The nationwide average of gas prices could jump to more than $6 a gallon by the end of summer, JP Morgan analysts warned Wednesday. The guidance comes as gas prices hit a record high of $4.59 a gallon Friday, breaking Thursday’s record of $4.58, with no end to the accelerating prices in sight.
The Automobile Association of America reports that national average gas prices in the U.S. have increased for the past 11 consecutive days and says this is “unprecedented.”
U.S. Secretary of Energy Jennifer Granholm admits more negative news on gas prices and inflation lies ahead, saying, "I think prices are not going to come down in the next few months. I mean, the summer driving season, you only see an increase in demand, and that's when prices usually go up even further.”
The summer driving season will undoubtedly be impacted, as 7 in 10 Americans have changed their vacation plans due to inflation, an April Bankrate survey found.
Granholm further predicts the nationwide average price for gas will remain above $4 a gallon for the rest of the year, adding, “The issue is not going to go away anytime soon.”
Data from AAA shows regular unleaded gas prices have risen above $4 a gallon in all 50 states, with prices varying from a high in California, where gas is already above $6 a gallon, to Oklahoma’s statewide average of $4.03.

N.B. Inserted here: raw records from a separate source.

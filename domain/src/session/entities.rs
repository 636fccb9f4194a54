//! Session domain entities

use serde::{Deserialize, Serialize};
use std::fmt;

/// Role of a message in a conversation
#[derive(Debug, Clone, Copy, PartialEq, Eq, Hash, Serialize, Deserialize)]
pub enum Role {
    System,
    User,
    Assistant,
}

impl Role {
    pub fn as_str(&self) -> &'static str {
        match self {
            Role::System => "System",
            Role::User => "User",
            Role::Assistant => "Assistant",
        }
    }
}

impl fmt::Display for Role {
    fn fmt(&self, f: &mut fmt::Formatter<'_>) -> fmt::Result {
        f.write_str(self.as_str())
    }
}

/// A message in a conversation (Entity)
#[derive(Debug, Clone, PartialEq, Eq, Serialize, Deserialize)]
pub struct Message {
    pub role: Role,
    pub content: String,
}

impl Message {
    pub fn new(role: Role, content: impl Into<String>) -> Self {
        Self {
            role,
            content: content.into(),
        }
    }

    pub fn system(content: impl Into<String>) -> Self {
        Self::new(Role::System, content)
    }

    pub fn user(content: impl Into<String>) -> Self {
        Self::new(Role::User, content)
    }

    pub fn assistant(content: impl Into<String>) -> Self {
        Self::new(Role::Assistant, content)
    }
}

/// One entry handed to a backend's chat template.
///
/// `message: None` asks the template to open a turn for `role` without
/// content, which is how the assistant turn is left open for generation.
#[derive(Debug, Clone, PartialEq, Eq, Serialize, Deserialize)]
pub struct TemplateTurn {
    pub role: Role,
    pub message: Option<String>,
}

impl TemplateTurn {
    pub fn new(role: Role, message: impl Into<String>) -> Self {
        Self {
            role,
            message: Some(message.into()),
        }
    }

    pub fn open(role: Role) -> Self {
        Self {
            role,
            message: None,
        }
    }
}

impl From<&Message> for TemplateTurn {
    fn from(message: &Message) -> Self {
        Self::new(message.role, message.content.clone())
    }
}

/// Append-only, ordered conversation history.
#[derive(Debug, Clone, Default)]
pub struct Transcript {
    entries: Vec<Message>,
}

impl Transcript {
    pub fn new() -> Self {
        Self::default()
    }

    pub fn push(&mut self, message: Message) {
        self.entries.push(message);
    }

    pub fn entries(&self) -> &[Message] {
        &self.entries
    }

    pub fn len(&self) -> usize {
        self.entries.len()
    }

    pub fn is_empty(&self) -> bool {
        self.entries.is_empty()
    }

    pub fn last(&self) -> Option<&Message> {
        self.entries.last()
    }
}

#[cfg(test)]
mod tests {
    use super::*;

    #[test]
    fn role_display_matches_template_names() {
        assert_eq!(Role::System.to_string(), "System");
        assert_eq!(Role::User.to_string(), "User");
        assert_eq!(Role::Assistant.to_string(), "Assistant");
    }

    #[test]
    fn transcript_preserves_order() {
        let mut transcript = Transcript::new();
        transcript.push(Message::system("seed"));
        transcript.push(Message::user("hi"));
        transcript.push(Message::assistant("hello"));

        let roles: Vec<Role> = transcript.entries().iter().map(|m| m.role).collect();
        assert_eq!(roles, vec![Role::System, Role::User, Role::Assistant]);
        assert_eq!(transcript.last().unwrap().content, "hello");
    }

    #[test]
    fn open_turn_has_no_message() {
        let turn = TemplateTurn::open(Role::Assistant);
        assert_eq!(turn.message, None);
        let turn = TemplateTurn::from(&Message::user("q"));
        assert_eq!(turn.message.as_deref(), Some("q"));
    }
}
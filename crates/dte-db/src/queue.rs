//! Postgres-backed [`JobQueue`].
//!
//! Entries live in `job_queue`. Workers claim them with
//! `SELECT ... FOR UPDATE SKIP LOCKED`, so concurrent workers on any number
//! of hosts never lease the same row twice. A lease is a `leased_by` value
//! plus a `lease_expires_at` deadline; expired leases are claimable again.
//! Ack, nack and defer match on `leased_by` and `delivery_count`, so a
//! worker whose lease was taken over cannot settle the new delivery.

use std::time::Duration;

use sqlx::PgPool;
use tokio::time::Instant;
use uuid::Uuid;

use dte_core::error::AppError;
use dte_core::job::{Job, Priority};
use dte_core::job_queue::{Delivery, JobQueue, QueueEntry};

const DEFAULT_POLL_INTERVAL: Duration = Duration::from_millis(250);

/// Durable priority queue shared by every worker process.
#[derive(Clone)]
pub struct PgJobQueue {
    pool: PgPool,
    visibility_timeout: Duration,
    poll_interval: Duration,
}

impl PgJobQueue {
    pub fn new(pool: PgPool, visibility_timeout: Duration) -> Self {
        Self {
            pool,
            visibility_timeout,
            poll_interval: DEFAULT_POLL_INTERVAL,
        }
    }

    /// How long `dequeue` sleeps between claim attempts on an empty queue.
    pub fn with_poll_interval(mut self, interval: Duration) -> Self {
        self.poll_interval = interval;
        self
    }

    async fn try_claim(&self, worker_id: &str) -> Result<Option<Delivery>, AppError> {
        let row = sqlx::query_as::<_, QueueRow>(
            r#"
            UPDATE job_queue
            SET leased_by = $1,
                lease_expires_at = NOW() + make_interval(secs => $2),
                delivery_count = delivery_count + 1
            WHERE job_id = (
                SELECT job_id FROM job_queue
                WHERE (leased_by IS NULL AND visible_at <= NOW())
                   OR (leased_by IS NOT NULL AND lease_expires_at <= NOW())
                ORDER BY priority DESC, seq ASC
                FOR UPDATE SKIP LOCKED
                LIMIT 1
            )
            RETURNING job_id, priority, target_key, delivery_count
            "#,
        )
        .bind(worker_id)
        .bind(self.visibility_timeout.as_secs_f64())
        .fetch_optional(&self.pool)
        .await
        .map_err(db_error)?;

        Ok(row.map(|row| Delivery {
            entry: QueueEntry {
                job_id: row.job_id,
                priority: Priority::from_i16(row.priority),
                target_key: row.target_key,
            },
            worker_id: worker_id.to_string(),
            delivery_count: row.delivery_count.max(0) as u32,
        }))
    }
}

#[derive(sqlx::FromRow)]
struct QueueRow {
    job_id: Uuid,
    priority: i16,
    target_key: String,
    delivery_count: i32,
}

fn db_error(e: sqlx::Error) -> AppError {
    AppError::InfrastructureError(e.to_string())
}

fn delivery_count(delivery: &Delivery) -> i32 {
    i32::try_from(delivery.delivery_count).unwrap_or(i32::MAX)
}

impl JobQueue for PgJobQueue {
    async fn enqueue(&self, job: &Job) -> Result<Uuid, AppError> {
        let entry = QueueEntry::for_job(job)?;

        sqlx::query(
            r#"
            INSERT INTO job_queue (job_id, priority, target_key)
            VALUES ($1, $2, $3)
            ON CONFLICT (job_id) DO NOTHING
            "#,
        )
        .bind(entry.job_id)
        .bind(entry.priority.as_i16())
        .bind(&entry.target_key)
        .execute(&self.pool)
        .await
        .map_err(db_error)?;

        Ok(entry.job_id)
    }

    async fn dequeue(
        &self,
        worker_id: &str,
        timeout: Duration,
    ) -> Result<Option<Delivery>, AppError> {
        let deadline = Instant::now() + timeout;
        loop {
            if let Some(delivery) = self.try_claim(worker_id).await? {
                return Ok(Some(delivery));
            }
            let remaining = deadline.saturating_duration_since(Instant::now());
            if remaining.is_zero() {
                return Ok(None);
            }
            tokio::time::sleep(remaining.min(self.poll_interval)).await;
        }
    }

    async fn ack(&self, delivery: &Delivery) -> Result<bool, AppError> {
        let result = sqlx::query(
            r#"
            DELETE FROM job_queue
            WHERE job_id = $1 AND leased_by = $2 AND delivery_count = $3
            "#,
        )
        .bind(delivery.job_id())
        .bind(&delivery.worker_id)
        .bind(delivery_count(delivery))
        .execute(&self.pool)
        .await
        .map_err(db_error)?;

        Ok(result.rows_affected() > 0)
    }

    async fn nack(&self, delivery: &Delivery, requeue: bool) -> Result<bool, AppError> {
        let result = if requeue {
            sqlx::query(
                r#"
                UPDATE job_queue
                SET leased_by = NULL, lease_expires_at = NULL, visible_at = NOW(),
                    seq = nextval(pg_get_serial_sequence('job_queue', 'seq'))
                WHERE job_id = $1 AND leased_by = $2 AND delivery_count = $3
                "#,
            )
        } else {
            sqlx::query(
                r#"
                DELETE FROM job_queue
                WHERE job_id = $1 AND leased_by = $2 AND delivery_count = $3
                "#,
            )
        }
        .bind(delivery.job_id())
        .bind(&delivery.worker_id)
        .bind(delivery_count(delivery))
        .execute(&self.pool)
        .await
        .map_err(db_error)?;

        Ok(result.rows_affected() > 0)
    }

    async fn defer(&self, delivery: &Delivery, delay: Duration) -> Result<bool, AppError> {
        let result = sqlx::query(
            r#"
            UPDATE job_queue
            SET leased_by = NULL, lease_expires_at = NULL,
                visible_at = NOW() + make_interval(secs => $4),
                seq = nextval(pg_get_serial_sequence('job_queue', 'seq'))
            WHERE job_id = $1 AND leased_by = $2 AND delivery_count = $3
            "#,
        )
        .bind(delivery.job_id())
        .bind(&delivery.worker_id)
        .bind(delivery_count(delivery))
        .bind(delay.as_secs_f64())
        .execute(&self.pool)
        .await
        .map_err(db_error)?;

        Ok(result.rows_affected() > 0)
    }

    async fn remove(&self, job_id: Uuid) -> Result<bool, AppError> {
        // An expired lease counts as waiting: its worker is presumed gone.
        let result = sqlx::query(
            r#"
            DELETE FROM job_queue
            WHERE job_id = $1
              AND (leased_by IS NULL OR lease_expires_at <= NOW())
            "#,
        )
        .bind(job_id)
        .execute(&self.pool)
        .await
        .map_err(db_error)?;

        Ok(result.rows_affected() > 0)
    }

    async fn depth(&self) -> Result<u64, AppError> {
        let (count,): (i64,) = sqlx::query_as(r#"SELECT COUNT(*) FROM job_queue"#)
            .fetch_one(&self.pool)
            .await
            .map_err(db_error)?;

        Ok(count.max(0) as u64)
    }

    async fn release_worker(&self, worker_id: &str) -> Result<u64, AppError> {
        let result = sqlx::query(
            r#"
            UPDATE job_queue
            SET leased_by = NULL, lease_expires_at = NULL, visible_at = NOW()
            WHERE leased_by = $1
            "#,
        )
        .bind(worker_id)
        .execute(&self.pool)
        .await
        .map_err(db_error)?;

        Ok(result.rows_affected())
    }
}
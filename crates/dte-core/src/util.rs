use sha2::{Digest, Sha256};

/// Compute a SHA-256 hash of some bytes, returned as 64-char hex.
pub fn compute_hash(content: impl AsRef<[u8]>) -> String {
    let mut hasher = Sha256::new();
    hasher.update(content.as_ref());
    format!("{:x}", hasher.finalize())
}

#[cfg(test)]
mod tests {
    use super::*;

    #[test]
    fn test_compute_hash_consistency() {
        let h1 = compute_hash("hello world");
        let h2 = compute_hash(b"hello world");
        assert_eq!(h1, h2);
        assert_eq!(h1.len(), 64);
    }

    #[test]
    fn test_compute_hash_different_inputs() {
        assert_ne!(compute_hash("hello"), compute_hash("world"));
    }
}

Gas Prices Burning Through Wallets
Diesel has seen a particularly sharp increase, rising to $5.5 a gallon nationally, up from $5.04 one month ago, an increase of 46 cents in a month. In the Philadelphia region, diesel is above $6 a gallon, leading to higher prices for airfares, thereby affecting the transportation industry and resulting in increased costs everywhere for consumers.
“These prices are insane, it’s incredible. We literally almost ran out of jet fuel at a few airports,” Tom Kloza, global head of energy analysis at OPIS, tells WHYY News.
Gas prices are hitting drivers in the gig economy, those who work for Uber, DoorDash or GrubHub, especially hard.
But higher gas prices impact the price of all goods and services, not to mention all Americans, as well. The manager of Big Daddy’s Pizza in Allston, Mass., sums it up for CBS News thus: “The price of gas is the price of gas for everybody.”
For everyday residents, including those in the Jackson, Mississippi, area, where gas is on the lower end nationally at $4.1 per gallon, prices continue to cause pain at the pump.
“I’ve had to limit my spending due to gas being so high,” local resident Hart Wilkins tells the Clarion Ledger. “I love going to the casino but I can no longer do so because gas is so high,”
1970s Style Rationing?
The rise in gas prices has been so swift that Steven F. Hayward, a resident scholar at the Institute of Governmental Studies at UC Berkeley, cautions in a recent New York Post editorial the skyrocketing prices “might not end until Biden attempts to impose price controls and rationing.”
Hayward predicts that as Democrats, including Senator Elizabeth Warren. D, Mass., blame corporations for price gouging and consider an “excess-profits tax,” rationing may soon follow.